Skylights featured three times on Earth Science
Picture of the Day: 1
, 2
, 3
, 4
.
Photo of the Week.. A quiet sunrise, the Sun
reflected in gentle waters, begins another day filled with wonder.
Astronomy news for the week starting Friday, April 15, 2005.
The Moon passes its first
quarter on Saturday the 16th somewhat before its daytime
Moonrise in North America, and then waxes through
gibbous as it heads to its full phase next week. Only four
hours after it passes the quarter, it also passes apogee,
where it is farthest from the Earth.
Tides are caused by
both the
Moon and the Sun,
which act independently of each other. (Their gravity "stretches"

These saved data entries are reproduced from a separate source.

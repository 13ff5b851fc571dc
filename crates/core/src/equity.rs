//! Realized equity and unrealized exposure reporting.
//!
//! Equity moves only when a position closes. Unrealized P&L of open positions
//! is reported next to it and never added in.

use rust_decimal::Decimal;
use serde::{Deserialize, Serialize};

use crate::position::{Position, PositionId};
use crate::valuation::ValuationSnapshot;

/// Sum of realized P&L over closed positions.
#[must_use]
pub fn realized_pnl<'a>(positions: impl IntoIterator<Item = &'a Position>) -> Decimal {
    positions
        .into_iter()
        .filter_map(Position::realized_pnl)
        .sum()
}

/// Starting cash plus realized P&L.
#[must_use]
pub fn equity<'a>(
    starting_cash: Decimal,
    positions: impl IntoIterator<Item = &'a Position>,
) -> Decimal {
    starting_cash + realized_pnl(positions)
}

/// Account summary shown next to the position lists.
#[derive(Debug, Clone, PartialEq, Eq, Serialize, Deserialize)]
pub struct EquityReport {
    pub starting_cash: Decimal,
    pub realized_pnl: Decimal,
    pub equity: Decimal,
    pub open_count: usize,
    pub closed_count: usize,
    /// Entry cost of all open positions.
    pub open_cost: Decimal,
    /// Current value of open positions that have a snapshot.
    pub open_value: Decimal,
    /// Unrealized P&L of open positions that have a snapshot.
    pub unrealized_pnl: Decimal,
    /// `unrealized_pnl` relative to the cost of the valued positions.
    pub unrealized_pct: Decimal,
    /// Open positions that contributed to `open_value`.
    pub valued_positions: usize,
}

impl EquityReport {
    /// Builds the report from ledger contents and the latest snapshots.
    #[must_use]
    pub fn compute<'v, F>(starting_cash: Decimal, positions: &[Position], valuation: F) -> Self
    where
        F: Fn(&PositionId) -> Option<&'v ValuationSnapshot>,
    {
        let mut report = Self {
            starting_cash,
            realized_pnl: Decimal::ZERO,
            equity: starting_cash,
            open_count: 0,
            closed_count: 0,
            open_cost: Decimal::ZERO,
            open_value: Decimal::ZERO,
            unrealized_pnl: Decimal::ZERO,
            unrealized_pct: Decimal::ZERO,
            valued_positions: 0,
        };

        let mut valued_cost = Decimal::ZERO;

        for pos in positions {
            match pos.realized_pnl() {
                Some(pnl) => {
                    report.closed_count += 1;
                    report.realized_pnl += pnl;
                }
                None => {
                    report.open_count += 1;
                    report.open_cost += pos.total_cost_usd;
                    if let Some(snap) = valuation(&pos.id) {
                        report.valued_positions += 1;
                        report.open_value += snap.value_usd;
                        report.unrealized_pnl += snap.pnl_usd;
                        valued_cost += pos.total_cost_usd;
                    }
                }
            }
        }

        report.equity = starting_cash + report.realized_pnl;
        if !valued_cost.is_zero() {
            report.unrealized_pct = (report.unrealized_pnl / valued_cost) * Decimal::ONE_HUNDRED;
        }

        report
    }
}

the waters of the Earth, so that as our planet rotates beneath the
tidal bulge, the water at the shore goes up and down.) At the
quarters, the weaker solar tide fills in the lunar, so the tides
(called "neap tides") are neither as high nor as low as they are at
full and new Moons. Tides are also very sensitive to distance, and
with the quarter Moon at apogee, this neap tide will be especially
weak.
The night of Friday the 15th finds the not-quite-quarter in central
Gemini, just up and to the right
of Saturn,
the two, along with the constellation's bright Castor and Pollux, making a fine sight. The
following night, with the Moon to the east of Saturn, will be
almost as good. By the night of Tuesday the 19th, the Moon will
have arrived in central Leo. Near
the end of the week, the night of Thursday the 21st, the
brightening Moon will lie just to the west of Jupiter,
which itself is now just east of Porrima (Gamma Virginis) in Virgo. The ringed planet now
crosses the meridian to the south well before sunset, and sets
around 2 AM daylight time, leaving the morning to Jupiter (which
crosses the meridian around midnight and does not set until dawn
begins to brighten the eastern sky) and Mars. Slowly
brightening, while moving quickly to the east against the
background stars, the red planet (along with Neptune,
in Capricornus) rises just before
4 AM (Daylight Time).
Among the naked eye planets, that leaves us with Mercury
and Venus. On opposite sides of the sky, Mercury rises midway
through morning twilight and is quite difficult to see. Setting
shortly after the Sun, Venus is virtually impossible to find
against the bright sky. By next month, it will begin to make an
appearance.
Spring chases Orion and Canis Major (with brilliant Sirius) westward. Down and to the
left of the Great Dog is the broken ship Argo, which is separated into Puppis (the Hull) immediately southeast of Canis Major,
Vela (the Sails) farther to the
southeast, and Carina, the Keel,
which contains the second brightest star of the sky, Canopus, and extends far to the
south, its limit only 15 degrees from the southern pole.